Licochalcone A
Catalog No: CFN99575
Licochalcone A is an estrogenic flavanoid extracted from licorice root, showing antimalarial, antileishmanial, anticancer, anti-inflammatory, antibacterial and antiviral activities. It could be a promising strategy in treating osteoporotic weight-bearing bones fractures with defects, and be a useful compound for the development of antibacterial agents for the preservation of foods containing high concentrations of salts and proteases, in which cationic peptides might be less effective.
Licochalcone B
Catalog No: CFN99576
Licochalcone B has antitumor, antimetastatic, cardioprotective, antioxidant, antiapoptotic, and anti-inflammatory effects, it can significantly inhibit LPS-induced phosphorylation at serine 276 and transcriptional activation of NF-KB. Licochalcone B can protect the liver from carbon tetrachloride (CCl4)-induced injury, the protection may be due to inhibition of p38 and NFκB signaling, which subsequently reduces inflammation in the liver.
Licochalcone C
Catalog No: CFN99577
Licochalcone C has cardioprotection effect, via antioxidant, anti-inflammatory, and anti-apoptotic activities; it shows inhibition of bacterial growth and cellular respiration. Licochalcone C exhibits inhibitory activity with cytotoxicity in a rat basophilic leukemia cell line, RBL-2H3. It induces apoptosis via B-cell lymphoma 2 family proteins in T24 cells, it may be a potential adjuvant therapeutic agent for bladder cancer.
Licochalcone E
Catalog No: CFN93297
Licochalcone E is a potential LXRβ agonist, which has chemopreventive, cytotoxic, anti-inflammatory, antimicrobial, antidiabetic effects; it increases the levels of PPARγ expression, at least in part, via the stimulation of Akt signals and functions as a PPARγ partial agonist.

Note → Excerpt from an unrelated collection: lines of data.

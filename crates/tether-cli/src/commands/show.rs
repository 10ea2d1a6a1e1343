use crate::commands::common::{
    open_engine, state_label, todo_completed, todo_id, todo_title, todo_to_list_item,
};
use crate::config::Settings;
use crate::error::CliError;

pub async fn run_show(id: i64, as_json: bool, settings: &Settings) -> Result<(), CliError> {
    let engine = open_engine(settings).await?;
    // Temporary keys only exist locally
    let refreshed = if id < 0 {
        engine.get(id).await?
    } else {
        match engine.refresh(id).await {
            Ok(todo) => todo,
            Err(error) if error.is_remote() => {
                eprintln!("Showing local copy; server unavailable: {error}");
                engine.get(id).await?
            }
            Err(error) => return Err(error.into()),
        }
    };
    engine.shutdown().await?;

    let todo = refreshed
        .filter(|todo| !todo.meta.deleted)
        .ok_or(CliError::TodoNotFound(id))?;

    if as_json {
        println!("{}", serde_json::to_string_pretty(&todo_to_list_item(&todo))?);
        return Ok(());
    }

    let check = if todo_completed(&todo) { "x" } else { " " };
    println!("{}  [{check}] {}", todo_id(&todo), todo_title(&todo));
    if let Some(description) = todo.row.get_str("description") {
        println!("{description}");
    }
    if let Some(date) = todo.row.get_str("date") {
        println!("due {date}");
    }
    if let Some(label) = state_label(todo.state(crate::commands::common::TODO_KEY)) {
        println!("{label}");
    }
    Ok(())
}
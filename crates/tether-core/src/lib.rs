//! tether-core - Core library for tether
//!
//! Offline-first synchronization of local `SQLite` tables with an
//! authoritative remote API. Writes land locally first and are confirmed in
//! the background; server truth is merged back with last-writer-wins.

pub mod clock;
pub mod codec;
pub mod config;
pub mod engine;
pub mod error;
pub mod filter;
pub mod models;
pub mod reconcile;
pub mod remote;
pub mod schema;
pub mod store;
pub mod view;

pub use config::EngineConfig;
pub use engine::{EngineStatus, SyncEngine, SyncPass};
pub use error::{Error, Result};
pub use filter::Filter;
pub use models::{LocalRow, RemoteRow, Row, RowState, SyncMeta};
pub use remote::{RemoteApi, RemoteError};
pub use schema::{Column, ColumnType, TableSchema};
pub use view::{DataView, ViewOptions, ViewState};
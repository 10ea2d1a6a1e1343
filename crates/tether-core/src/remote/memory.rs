//! In-process authoritative store with the same contract as the REST server
//!
//! Used by the CLI's offline demo and by tests, which can take it offline,
//! make the next calls fail, or hold a `get` or an `insert` until released.

use std::collections::BTreeMap;
use std::sync::{Arc, Mutex, MutexGuard, PoisonError};

use async_trait::async_trait;
use tokio::sync::oneshot;

use super::{RemoteApi, RemoteError, RemoteResult};
use crate::filter::Filter;
use crate::models::{RemoteRow, Row};
use crate::clock::{Clock, MonotonicClock};
use crate::schema::TableSchema;

/// One request received by a [`MemoryRemote`]
#[derive(Debug, Clone, PartialEq)]
pub enum RemoteCall {
    Get(Filter),
    GetById(i64),
    Insert(Row),
    Update(Row),
    Delete(i64),
    GetDeletions(i64),
}

#[derive(Debug, Clone)]
struct Record {
    row: Row,
    modified_date: i64,
    deleted: bool,
    local_id: Option<i64>,
}

impl Record {
    fn to_remote(&self) -> RemoteRow {
        RemoteRow::new(self.row.clone(), self.modified_date)
    }
}

#[derive(Debug)]
struct State {
    records: BTreeMap<i64, Record>,
    next_id: i64,
    offline: bool,
    failures: usize,
    calls: Vec<RemoteCall>,
    holds: Vec<(Filter, oneshot::Receiver<()>)>,
    insert_holds: Vec<oneshot::Receiver<()>>,
}

pub struct MemoryRemote {
    schema: Arc<TableSchema>,
    clock: Arc<dyn Clock>,
    state: Mutex<State>,
}

impl std::fmt::Debug for MemoryRemote {
    fn fmt(&self, f: &mut std::fmt::Formatter<'_>) -> std::fmt::Result {
        f.debug_struct("MemoryRemote")
            .field("table", &self.schema.name())
            .finish_non_exhaustive()
    }
}

impl MemoryRemote {
    /// Empty server for `schema`'s table; ids start at 1
    pub fn new(schema: Arc<TableSchema>) -> Self {
        Self {
            schema,
            clock: Arc::new(MonotonicClock::new()),
            state: Mutex::new(State {
                records: BTreeMap::new(),
                next_id: 1,
                offline: false,
                failures: 0,
                calls: Vec::new(),
                holds: Vec::new(),
                insert_holds: Vec::new(),
            }),
        }
    }

    /// Use `clock` for server `modifiedDate` values
    #[must_use]
    pub fn with_clock(mut self, clock: Arc<dyn Clock>) -> Self {
        self.clock = clock;
        self
    }

    fn state(&self) -> MutexGuard<'_, State> {
        self.state.lock().unwrap_or_else(PoisonError::into_inner)
    }

    /// Key handed to the next inserted row
    pub fn set_next_id(&self, id: i64) {
        self.state().next_id = id;
    }

    /// While offline every call fails with `Unavailable`
    pub fn set_offline(&self, offline: bool) {
        self.state().offline = offline;
    }

    /// Make the next `count` calls fail with `Unavailable`
    pub fn fail_next(&self, count: usize) {
        self.state().failures = count;
    }

    /// Hold the next `get` for exactly `filter` until the returned sender
    /// fires (or is dropped)
    pub fn hold_get(&self, filter: Filter) -> oneshot::Sender<()> {
        let (release, held) = oneshot::channel();
        self.state().holds.push((filter, held));
        release
    }

    /// Hold the next `insert` after it is logged; holds queue in order
    pub fn hold_insert(&self) -> oneshot::Sender<()> {
        let (release, held) = oneshot::channel();
        self.state().insert_holds.push(held);
        release
    }

    /// Every call received so far, in arrival order
    pub fn calls(&self) -> Vec<RemoteCall> {
        self.state().calls.clone()
    }

    pub fn clear_calls(&self) {
        self.state().calls.clear();
    }

    /// Live rows, ordered by key
    pub fn rows(&self) -> Vec<RemoteRow> {
        self.state()
            .records
            .values()
            .filter(|record| !record.deleted)
            .map(Record::to_remote)
            .collect()
    }

    pub fn row(&self, id: i64) -> Option<RemoteRow> {
        self.state()
            .records
            .get(&id)
            .filter(|record| !record.deleted)
            .map(Record::to_remote)
    }

    /// Insert a row as another client would, bypassing fault injection
    pub fn server_insert(&self, row: Row) -> RemoteRow {
        let now = self.clock.now_millis();
        let mut state = self.state();
        self.create(&mut state, row, None, now)
    }

    /// Overlay `changes` onto a live row as another client would
    pub fn server_update(&self, id: i64, changes: &Row) -> Option<RemoteRow> {
        let now = self.clock.now_millis();
        let pk = self.schema.primary_key().to_string();
        let mut state = self.state();
        let record = state.records.get_mut(&id).filter(|record| !record.deleted)?;
        record.row.merge(changes);
        record.row.set_key(&pk, id);
        record.modified_date = now;
        Some(record.to_remote())
    }

    /// Tombstone a row as another client would
    pub fn server_delete(&self, id: i64) -> bool {
        let now = self.clock.now_millis();
        let mut state = self.state();
        Self::tombstone(&mut state, id, now)
    }

    fn create(&self, state: &mut State, mut row: Row, local_id: Option<i64>, now: i64) -> RemoteRow {
        let id = state.next_id;
        state.next_id += 1;
        row.set_key(self.schema.primary_key(), id);
        let record = Record {
            row,
            modified_date: now,
            deleted: false,
            local_id,
        };
        let remote = record.to_remote();
        state.records.insert(id, record);
        remote
    }

    fn tombstone(state: &mut State, id: i64, now: i64) -> bool {
        match state.records.get_mut(&id) {
            Some(record) if !record.deleted => {
                record.deleted = true;
                record.modified_date = now;
                true
            }
            _ => false,
        }
    }

    /// Log the call, then apply offline and injected failures
    fn admit(&self, call: RemoteCall) -> RemoteResult<()> {
        let mut state = self.state();
        state.calls.push(call);
        if state.offline {
            return Err(RemoteError::Unavailable("server is offline".to_string()));
        }
        if state.failures > 0 {
            state.failures -= 1;
            return Err(RemoteError::Unavailable("injected failure".to_string()));
        }
        Ok(())
    }

    fn not_found(&self, id: i64) -> RemoteError {
        RemoteError::Api {
            status: 404,
            message: format!("{} {id} not found", self.schema.name()),
        }
    }

    /// Domain columns of `row`, without the server-managed ones
    fn payload(&self, row: &Row) -> Row {
        row.iter()
            .filter(|(column, _)| {
                column.as_str() != self.schema.primary_key()
                    && column.as_str() != crate::models::MODIFIED_DATE
                    && !column.starts_with('_')
            })
            .map(|(column, value)| (column.clone(), value.clone()))
            .collect()
    }
}

#[async_trait]
impl RemoteApi for MemoryRemote {
    async fn get(&self, filter: &Filter) -> RemoteResult<Vec<RemoteRow>> {
        self.admit(RemoteCall::Get(filter.clone()))?;

        let held = {
            let mut state = self.state();
            let position = state.holds.iter().position(|(held, _)| held == filter);
            position.map(|position| state.holds.remove(position).1)
        };
        if let Some(held) = held {
            // A dropped sender releases the hold too
            held.await.ok();
        }

        let public = filter.without_private();
        let state = self.state();
        let mut rows = Vec::new();
        for record in state.records.values().filter(|record| !record.deleted) {
            let matched = public
                .matches(&record.row, &self.schema)
                .map_err(|error| RemoteError::InvalidPayload(error.to_string()))?;
            if matched {
                rows.push(record.to_remote());
            }
        }
        Ok(rows)
    }

    async fn get_by_id(&self, id: i64) -> RemoteResult<Option<RemoteRow>> {
        self.admit(RemoteCall::GetById(id))?;
        Ok(self.row(id))
    }

    async fn insert(&self, row: &Row) -> RemoteResult<RemoteRow> {
        self.admit(RemoteCall::Insert(row.clone()))?;
        let held = {
            let mut state = self.state();
            (!state.insert_holds.is_empty()).then(|| state.insert_holds.remove(0))
        };
        if let Some(held) = held {
            held.await.ok();
        }
        let now = self.clock.now_millis();
        let local_id = row.key(self.schema.primary_key()).filter(|key| *key < 0);

        let mut state = self.state();
        if let Some(local_id) = local_id {
            let existing = state
                .records
                .values()
                .find(|record| record.local_id == Some(local_id));
            if let Some(existing) = existing {
                return Ok(existing.to_remote());
            }
        }
        Ok(self.create(&mut state, self.payload(row), local_id, now))
    }

    async fn update(&self, row: &Row) -> RemoteResult<RemoteRow> {
        self.admit(RemoteCall::Update(row.clone()))?;
        let pk = self.schema.primary_key();
        let id = row
            .key(pk)
            .ok_or_else(|| RemoteError::InvalidPayload(format!("row has no `{pk}`")))?;
        let now = self.clock.now_millis();
        let payload = self.payload(row);

        let mut state = self.state();
        let record = state
            .records
            .get_mut(&id)
            .filter(|record| !record.deleted)
            .ok_or_else(|| self.not_found(id))?;
        record.row = payload;
        record.row.set_key(pk, id);
        record.modified_date = now;
        Ok(record.to_remote())
    }

    async fn delete(&self, row: &Row) -> RemoteResult<()> {
        let pk = self.schema.primary_key();
        let id = row
            .key(pk)
            .ok_or_else(|| RemoteError::InvalidPayload(format!("row has no `{pk}`")))?;
        self.admit(RemoteCall::Delete(id))?;
        let now = self.clock.now_millis();
        if Self::tombstone(&mut self.state(), id, now) {
            Ok(())
        } else {
            Err(self.not_found(id))
        }
    }

    async fn get_deletions(&self, since: i64) -> RemoteResult<Vec<RemoteRow>> {
        self.admit(RemoteCall::GetDeletions(since))?;
        Ok(self
            .state()
            .records
            .values()
            .filter(|record| record.deleted && record.modified_date > since)
            .map(Record::to_remote)
            .collect())
    }
}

Licochalcone E may be used for the treatment of hepatotoxicity, and primarily exhibits its protective role through a PPARγ/NF-κB-mediated pathway. Licochalcone E is also a potential activator of the Nrf2/ARE-dependent pathway and is therapeutically relevant not only to oxidative-stress-related neurodegeneration but also inflammatory responses of microglial cells both in vitro and in vivo.